Rising shale oil production is contributing to the surging health of America’s commercial shipbuilding industry, according to Matthew Paxton, president of the Shipbuilders Council of America (SCA). He gave that assessment this week in his testimony before the House Subcommittee on Coast Guard and Maritime Transportation.
"Commercial markets are witnessing a boom not seen in decades, representing billions of dollars in new investments to our economy,” he said. “This is all while American shipyards continue to deliver the largest and most sophisticated Navy and Coast Guard in the world.”
In 2012, U.S. ship builders delivered 1,260 vessels worth more than $20 billion in revenue, according to a recent study conducted by the Maritime Administration. Nationwide, the U.S. shipbuilding and repair industry supports more than 400,000 jobs, which pumps $36 billion into America’s economy.

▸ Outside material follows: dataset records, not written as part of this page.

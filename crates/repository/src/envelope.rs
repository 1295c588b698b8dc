use chrono::{DateTime, Utc};
use common::{MessageId, stream};
use serde::{Deserialize, Serialize};

/// Metadata blob persisted alongside every message.
///
/// Serialized as camelCase JSON; absent fields are omitted on the wire.
#[derive(Debug, Clone, Default, PartialEq, Eq, Serialize, Deserialize)]
#[serde(rename_all = "camelCase")]
pub struct Metadata {
    /// Correlates messages that belong to the same unit of work.
    #[serde(default, skip_serializing_if = "Option::is_none")]
    pub correlation_id: Option<String>,

    /// Identity of the message that caused this one to be written.
    #[serde(default, skip_serializing_if = "Option::is_none")]
    pub caused_by_id: Option<String>,

    /// Identity of the principal that owns the affected entity.
    #[serde(default, skip_serializing_if = "Option::is_none")]
    pub owner_id: Option<String>,
}

impl Metadata {
    /// Returns true when no field is set.
    pub fn is_empty(&self) -> bool {
        self.correlation_id.is_none() && self.caused_by_id.is_none() && self.owner_id.is_none()
    }
}

/// The normalized record written to and read from the message store.
///
/// Positions are assigned by the store on the write path and are 1-based:
/// the first message in a stream has `position` 1 and the first message in
/// the log has `global_position` 1. Zero is the uniform "nothing yet"
/// sentinel used by read cursors.
#[derive(Debug, Clone, PartialEq, Serialize, Deserialize)]
pub struct MessageEnvelope {
    /// Position across all streams, assigned by the store.
    pub global_position: i64,

    /// Position within the stream, assigned by the store.
    pub position: i64,

    /// Unique message identity, provided by the producer.
    pub id: MessageId,

    /// Message type tag; the routing key for handlers and reducers.
    pub message_type: String,

    /// Full stream name, e.g. `"order-abc123"` or `"order:command"`.
    pub stream_name: String,

    /// Category portion of the stream name, used for category reads.
    pub stream_category: String,

    /// Message payload as JSON.
    pub data: serde_json::Value,

    /// Correlation, causation and ownership metadata.
    pub metadata: Metadata,

    /// Wall clock of the append, assigned by the store.
    pub time: DateTime<Utc>,
}

impl MessageEnvelope {
    /// Creates a new envelope builder.
    pub fn builder() -> MessageEnvelopeBuilder {
        MessageEnvelopeBuilder::default()
    }
}

/// Builder for constructing message envelopes.
#[derive(Debug, Default)]
pub struct MessageEnvelopeBuilder {
    id: Option<MessageId>,
    message_type: Option<String>,
    stream_name: Option<String>,
    stream_category: Option<String>,
    data: Option<serde_json::Value>,
    metadata: Metadata,
    time: Option<DateTime<Utc>>,
}

impl MessageEnvelopeBuilder {
    /// Sets the message ID. If not set, a new ID will be generated.
    pub fn id(mut self, id: MessageId) -> Self {
        self.id = Some(id);
        self
    }

    /// Sets the message type.
    pub fn message_type(mut self, message_type: impl Into<String>) -> Self {
        self.message_type = Some(message_type.into());
        self
    }

    /// Sets the stream name. The category is derived from it unless
    /// overridden with [`stream_category`](Self::stream_category).
    pub fn stream_name(mut self, stream_name: impl Into<String>) -> Self {
        self.stream_name = Some(stream_name.into());
        self
    }

    /// Overrides the derived stream category.
    pub fn stream_category(mut self, stream_category: impl Into<String>) -> Self {
        self.stream_category = Some(stream_category.into());
        self
    }

    /// Sets the payload from a raw JSON value.
    pub fn data(mut self, data: serde_json::Value) -> Self {
        self.data = Some(data);
        self
    }

    /// Sets the metadata blob.
    pub fn metadata(mut self, metadata: Metadata) -> Self {
        self.metadata = metadata;
        self
    }

    /// Sets the append time. If not set, the current time will be used.
    pub fn time(mut self, time: DateTime<Utc>) -> Self {
        self.time = Some(time);
        self
    }

    /// Builds the envelope.
    ///
    /// # Panics
    ///
    /// Panics if required fields (message_type, stream_name, data) are not
    /// set.
    pub fn build(self) -> MessageEnvelope {
        self.try_build().expect("message_type, stream_name and data are required")
    }

    /// Tries to build the envelope, returning `None` if required fields are
    /// missing.
    pub fn try_build(self) -> Option<MessageEnvelope> {
        let stream_name = self.stream_name?;
        let stream_category = self
            .stream_category
            .unwrap_or_else(|| stream::category_of(&stream_name).to_string());

        Some(MessageEnvelope {
            global_position: 0,
            position: 0,
            id: self.id.unwrap_or_default(),
            message_type: self.message_type?,
            stream_name,
            stream_category,
            data: self.data?,
            metadata: self.metadata,
            time: self.time.unwrap_or_else(Utc::now),
        })
    }
}
//! Stateless operations a poll cycle is made of.

use std::sync::Arc;

use async_trait::async_trait;
use common::{MessageId, stream};
use message_store::{Message, MessageStore, MessageStoreError};
use repository::MessageEnvelope;
use serde::{Deserialize, Serialize};

use crate::error::{Result, SubscriberError};
use crate::handler::MessageHandler;
use crate::scope::SubscriptionScope;

/// Message type written to position streams.
pub const POSITION_COMMITTED: &str = "PositionCommitted";

/// Payload of a [`POSITION_COMMITTED`] message.
#[derive(Debug, Clone, Copy, PartialEq, Eq, Serialize, Deserialize)]
pub struct CommittedPosition {
    pub position: i64,
}

/// Outcome of dispatching one batch of messages.
///
/// `handled` counts messages for which at least one handler ran, not
/// handler invocations. `last_position` is the scope cursor of the last
/// message that went through without an error; it stays at zero when the
/// batch was empty. When a handler fails, `error` is set and the counts
/// reflect only the messages before the failing one.
#[derive(Debug, Default)]
pub struct ProcessedBatch {
    pub handled: usize,
    pub last_position: i64,
    pub error: Option<SubscriberError>,
}

/// The operations one poll cycle needs.
///
/// Implemented by [`SubscriptionWorker`] against a real store, and by
/// scripted fakes in the poller tests.
#[async_trait]
pub trait Worker: Send + Sync {
    /// Reads the last committed position, or 0 when none exists.
    async fn get_position(&self) -> Result<i64>;

    /// Fetches the next batch at the cursor `since_position` (inclusive).
    async fn get_messages(&self, since_position: i64) -> Result<Vec<Message>>;

    /// Dispatches a batch to the registered handlers, in order.
    async fn process_messages(&self, messages: &[Message]) -> ProcessedBatch;

    /// Durably records `position` on the subscriber's position stream.
    async fn set_position(&self, position: i64) -> Result<()>;
}

/// Stateless helper binding a subscriber ID, a subscription scope and a
/// handler set to a message store.
pub struct SubscriptionWorker {
    store: MessageStore,
    subscriber_id: String,
    scope: SubscriptionScope,
    handlers: Vec<Arc<dyn MessageHandler>>,
    batch_size: i64,
}

impl SubscriptionWorker {
    /// Creates a worker. The caller has already validated the subscriber ID
    /// and the handler set.
    pub fn new(
        store: MessageStore,
        subscriber_id: impl Into<String>,
        scope: SubscriptionScope,
        handlers: Vec<Arc<dyn MessageHandler>>,
        batch_size: i64,
    ) -> Self {
        Self {
            store,
            subscriber_id: subscriber_id.into(),
            scope,
            handlers,
            batch_size,
        }
    }

    fn position_stream(&self) -> String {
        stream::position_stream(&self.subscriber_id)
    }
}

#[async_trait]
impl Worker for SubscriptionWorker {
    async fn get_position(&self) -> Result<i64> {
        let last = self
            .store
            .repository()
            .get_last_message_in_stream(&self.position_stream())
            .await
            .map_err(MessageStoreError::from)?;

        match last {
            Some(envelope) => {
                let committed: CommittedPosition = serde_json::from_value(envelope.data)
                    .map_err(SubscriberError::MalformedPosition)?;
                Ok(committed.position)
            }
            None => Ok(0),
        }
    }

    async fn get_messages(&self, since_position: i64) -> Result<Vec<Message>> {
        let messages = self
            .store
            .get(self.scope.read_options(since_position, self.batch_size))
            .await?;
        Ok(messages)
    }

    #[tracing::instrument(skip(self, messages), fields(batch = messages.len()))]
    async fn process_messages(&self, messages: &[Message]) -> ProcessedBatch {
        let mut batch = ProcessedBatch::default();

        for message in messages {
            let mut message_handled = false;
            for handler in &self.handlers {
                if handler.message_type() != message.message_type() {
                    continue;
                }
                if let Err(error) = handler.process(message).await {
                    batch.error = Some(SubscriberError::Handler(error));
                    return batch;
                }
                message_handled = true;
            }

            if message_handled {
                batch.handled += 1;
                metrics::counter!("subscription_messages_handled").increment(1);
            }
            // unhandled message types still advance the cursor
            batch.last_position = self.scope.position_of(message);
        }

        batch
    }

    async fn set_position(&self, position: i64) -> Result<()> {
        let position_stream = self.position_stream();
        let envelope = MessageEnvelope::builder()
            .id(MessageId::new())
            .message_type(POSITION_COMMITTED)
            .stream_name(position_stream.as_str())
            .stream_category(position_stream.as_str())
            .data(serde_json::json!({ "position": position }))
            .build();

        self.store
            .repository()
            .write_message(&envelope)
            .await
            .map_err(MessageStoreError::from)?;

        metrics::counter!("subscription_position_commits").increment(1);
        tracing::debug!(position, "committed read position");
        Ok(())
    }
}
use std::fmt;
use std::str::FromStr;

use serde::{Deserialize, Serialize};
use uuid::Uuid;

/// Identity of a single message in the store.
///
/// Backed by a UUID. The nil UUID doubles as the "no identity" marker:
/// producer validation rejects it, so a message that reaches the log always
/// carries a real ID.
#[derive(Debug, Clone, Copy, PartialEq, Eq, Hash, Serialize, Deserialize)]
#[serde(transparent)]
pub struct MessageId(Uuid);

impl MessageId {
    /// A fresh random ID.
    pub fn new() -> Self {
        Uuid::new_v4().into()
    }

    /// The nil ID, standing in for a missing identity.
    pub fn nil() -> Self {
        Uuid::nil().into()
    }

    /// Whether this is the nil ID.
    pub fn is_nil(&self) -> bool {
        self.0.is_nil()
    }

    /// Wraps an existing UUID.
    pub fn from_uuid(uuid: Uuid) -> Self {
        uuid.into()
    }

    /// The wrapped UUID.
    pub fn as_uuid(&self) -> Uuid {
        self.0
    }
}

impl Default for MessageId {
    fn default() -> Self {
        Self::new()
    }
}

impl fmt::Display for MessageId {
    fn fmt(&self, f: &mut fmt::Formatter<'_>) -> fmt::Result {
        self.0.fmt(f)
    }
}

impl FromStr for MessageId {
    type Err = uuid::Error;

    fn from_str(s: &str) -> Result<Self, Self::Err> {
        Ok(Uuid::parse_str(s)?.into())
    }
}

impl From<Uuid> for MessageId {
    fn from(uuid: Uuid) -> Self {
        Self(uuid)
    }
}

impl From<MessageId> for Uuid {
    fn from(id: MessageId) -> Self {
        id.0
    }
}

#[cfg(test)]
mod tests {
    use super::*;

    #[test]
    fn fresh_ids_do_not_collide() {
        let ids: Vec<MessageId> = (0..16).map(|_| MessageId::new()).collect();
        for (i, a) in ids.iter().enumerate() {
            assert!(!a.is_nil());
            assert!(ids.iter().skip(i + 1).all(|b| b != a));
        }
    }

    #[test]
    fn only_the_nil_id_is_nil() {
        assert!(MessageId::nil().is_nil());
        assert!(!MessageId::default().is_nil());
    }

    #[test]
    fn display_and_parse_roundtrip() {
        let id = MessageId::new();
        let parsed: MessageId = id.to_string().parse().unwrap();
        assert_eq!(parsed, id);
    }

    #[test]
    fn parse_rejects_garbage() {
        assert!("not-a-uuid".parse::<MessageId>().is_err());
    }

    #[test]
    fn uuid_conversions_preserve_the_value() {
        let uuid = Uuid::new_v4();
        let id = MessageId::from(uuid);
        assert_eq!(Uuid::from(id), uuid);
        assert_eq!(MessageId::from_uuid(uuid).as_uuid(), uuid);
    }

    #[test]
    fn serializes_as_a_bare_uuid_string() {
        let id = MessageId::new();
        let json = serde_json::to_value(id).unwrap();
        assert_eq!(json, serde_json::json!(id.as_uuid().to_string()));

        let back: MessageId = serde_json::from_value(json).unwrap();
        assert_eq!(back, id);
    }
}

Over the past year, U.S. shipyards entered into hundreds of contracts for new vessels, including the construction of state of the art oil tankers and the world’s first LNG-powered containership that the White House recently called “critical to the future of maritime transportation.” Paxton noted that vessels under construction will add almost 6.4 million barrels of new capacity to the domestic fleet in addition to the more than 8.2 million barrels of capacity that were added last year.
“Shipyards also have a big impact on their local communities and the country at large,” Paxton added. “With more than 300 facilities located in 27 states, and a supplier base that can be found in all 435 Congressional Districts, each direct job leads to almost three indirect jobs nationally.”
Mark Tabbutt, chairman of the board of Saltchuk, a transportation and distribution service provider, testified on behalf of the American Maritime Partnership (AMP). He added that today’s containerships, roll-on/roll-off vessels, dredges, offshore supply vessels, large articulated tug-barges and tankers are more productive, energy efficient, and environmentally friendly than ever.
“The American domestic maritime industry is doing its part to help address the transportation changes,” he said. “There are 22 new large tankers and articulated tug-barges under contract, not including options for future construction. We have inland shipyards in this country that are building and launching, on average, almost a new barge every single day of the year. New tugs and towing vessels are also being built to handle that increased demand.”